Theo was at Vincent’s deathbed, a broken man. He arranged for his brother’s body to be put in a coffin, surrounded by his paintings. On some of them the paint was still wet. Yellow flowers – dahlias and sunflowers – adorned Vincent’s coffin.

A dozen friends and acquaintances from Paris attended the funeral on the following day, Wednesday 30 July, at the small cemetery in the field outside Auvers. The funeral cortège made its way from the Ravoux’s café to the churchyard, led by a grief-stricken Theo. He was followed by friends of the brothers from Paris, the Ravoux family, and neighbours and other villagers who had known the painter in Auvers.

In the months following Vincent’s death, both Theo and his mother received numerous letters from artists, expressing their shock and deepest sympathy.

Theo wrote to his mother two days after the funeral: ‘If he could have seen how people behaved toward me when he had left us and the sympathy of so many for himself, he would at this moment not have wanted to die.’

After Vincent’s death, Theo had a mission: to cultivate understanding and appreciation for his brother’s work. Six weeks after Vincent’s death, Theo organized a memorial exhibition of his brother’s work at his own apartment in Paris. Theo’s many exertions and setbacks meant his own health was now steadily deteriorating too. Shortly after the exhibition, he resigned from Boussod with immediate effect, and promptly suffered a severe nervous breakdown. In October 1890 Theo became mentally deranged, probably as a result of advanced untreated syphilis. He was hospitalized and later transferred to a clinic in Utrecht, where he died in January 1891, six months after Vincent.

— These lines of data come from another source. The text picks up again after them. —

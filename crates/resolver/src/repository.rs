//! FAQ repository: the corpus and the pending queue over a [`SetStore`].
//!
//! The corpus is the base set followed by the curated set. Mutations of the
//! curated and pending sets go through [`SetStore::update_set`], which
//! serializes them across threads and processes, and are persisted before
//! the call returns. Reads take no lock.

use crate::storage::{SetStore, BASE_SET, CURATED_SET, PENDING_SET};
use crate::types::{CacheStats, Entry, PendingQuestion};
use faqgate_core::{AppError, AppResult};
use serde::Deserialize;
use serde_json::Value;
use std::sync::atomic::{AtomicU64, Ordering};
use std::sync::Arc;

/// Lenient shape of a stored entry; absent fields read as empty.
#[derive(Debug, Deserialize)]
struct StoredEntry {
    #[serde(default)]
    question: String,
    #[serde(default)]
    answer: String,
}

pub struct FaqRepository {
    store: Arc<dyn SetStore>,
    /// Bumped after every durable curated append
    curated_revision: AtomicU64,
}

impl FaqRepository {
    pub fn new(store: Arc<dyn SetStore>) -> Self {
        Self {
            store,
            curated_revision: AtomicU64::new(0),
        }
    }

    /// The searchable corpus: base entries, then curated entries.
    pub fn load(&self) -> Vec<Entry> {
        let mut corpus = self.load_base();
        corpus.extend(self.load_curated());
        corpus
    }

    pub fn load_base(&self) -> Vec<Entry> {
        self.load_entries(BASE_SET)
    }

    pub fn load_curated(&self) -> Vec<Entry> {
        self.load_entries(CURATED_SET)
    }

    /// Number of curated appends made through this repository.
    ///
    /// Read it before [`load`](Self::load): the corpus then holds at least
    /// that many appends.
    pub fn curated_revision(&self) -> u64 {
        self.curated_revision.load(Ordering::Acquire)
    }

    /// Append an entry to the curated set and persist it.
    ///
    /// Returns the curated revision that includes this entry.
    pub fn append_curated(&self, entry: &Entry) -> AppResult<u64> {
        let record = serde_json::to_value(entry)?;
        let mut stored = 0;
        self.store.update_set(CURATED_SET, &mut |records: &mut Vec<Value>| {
            records.push(record.clone());
            stored = records.len();
            true
        })?;

        let revision = self.curated_revision.fetch_add(1, Ordering::AcqRel) + 1;
        tracing::debug!(
            "Curated set now holds {} entries (revision {})",
            stored,
            revision
        );
        Ok(revision)
    }

    pub fn load_pending(&self) -> Vec<PendingQuestion> {
        self.store
            .load_set(PENDING_SET)
            .into_iter()
            .filter_map(|record| match serde_json::from_value(record) {
                Ok(pending) => Some(pending),
                Err(e) => {
                    tracing::warn!("Skipping malformed pending record: {}", e);
                    None
                }
            })
            .collect()
    }

    /// Queue a question for review. Duplicates are kept.
    pub fn append_pending(&self, pending: &PendingQuestion) -> AppResult<()> {
        let record = serde_json::to_value(pending)?;
        self.store.update_set(PENDING_SET, &mut |records: &mut Vec<Value>| {
            records.push(record.clone());
            true
        })
    }

    /// Remove every pending record whose trimmed question equals `question`
    /// exactly. Returns how many were removed.
    pub fn remove_pending(&self, question: &str) -> AppResult<usize> {
        let mut removed = 0;
        self.store.update_set(PENDING_SET, &mut |records: &mut Vec<Value>| {
            let before = records.len();
            records.retain(|record| {
                record
                    .get("question")
                    .and_then(Value::as_str)
                    .map(str::trim)
                    != Some(question)
            });
            removed = before - records.len();
            removed > 0
        })?;
        Ok(removed)
    }

    /// Store an admin answer as a curated entry and clear the pending rows
    /// for its question. Returns how many pending rows were removed.
    pub fn record_answer(&self, question: &str, answer: &str) -> AppResult<usize> {
        let question = question.trim();
        let answer = answer.trim();
        if question.is_empty() {
            return Err(AppError::MissingField("question"));
        }
        if answer.is_empty() {
            return Err(AppError::MissingField("answer"));
        }

        self.append_curated(&Entry::new(question, answer))?;
        self.remove_pending(question)
    }

    /// Counters read straight from storage. `indexed_vectors` is the number
    /// of entries an index built now would hold.
    pub fn stats(&self, similarity_threshold: f32) -> CacheStats {
        let base_entries = self.load_base().len();
        let curated_entries = self.load_curated().len();
        CacheStats {
            base_entries,
            curated_entries,
            indexed_vectors: base_entries + curated_entries,
            pending_questions: self.load_pending().len(),
            similarity_threshold,
        }
    }

    fn load_entries(&self, name: &str) -> Vec<Entry> {
        self.store
            .load_set(name)
            .into_iter()
            .filter_map(|record| match serde_json::from_value::<StoredEntry>(record) {
                Ok(stored) => Some(stored),
                Err(e) => {
                    tracing::warn!("Skipping malformed record in set '{}': {}", name, e);
                    None
                }
            })
            .filter_map(|stored| {
                let question = stored.question.trim();
                if question.is_empty() {
                    return None;
                }
                Some(Entry::new(question, stored.answer.trim()))
            })
            .collect()
    }
}

impl std::fmt::Debug for FaqRepository {
    fn fmt(&self, f: &mut std::fmt::Formatter<'_>) -> std::fmt::Result {
        f.debug_struct("FaqRepository")
            .field("curated_revision", &self.curated_revision())
            .finish_non_exhaustive()
    }
}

Card announcing Vincent van Gogh’s death

Paul van Ryssel (Paul-Ferdinand Gachet), Vincent van Gogh on his deathbed, 1890

Following Theo’s death, his widow Jo moved to the Dutch town of Bussum with her son Vincent Willem, taking Vincent and Theo’s art collection with her. Jo sought to raise public awareness of Vincent’s paintings in various ways, including exhibition loans to museums all over the world and sales to art dealers and collectors. More and more buyers emerged for Van Gogh’s work. In 1914, Jo published Vincent’s letters to Theo. That same year she had her husband’s remains reinterred in Auvers, in a grave next to his brother’s.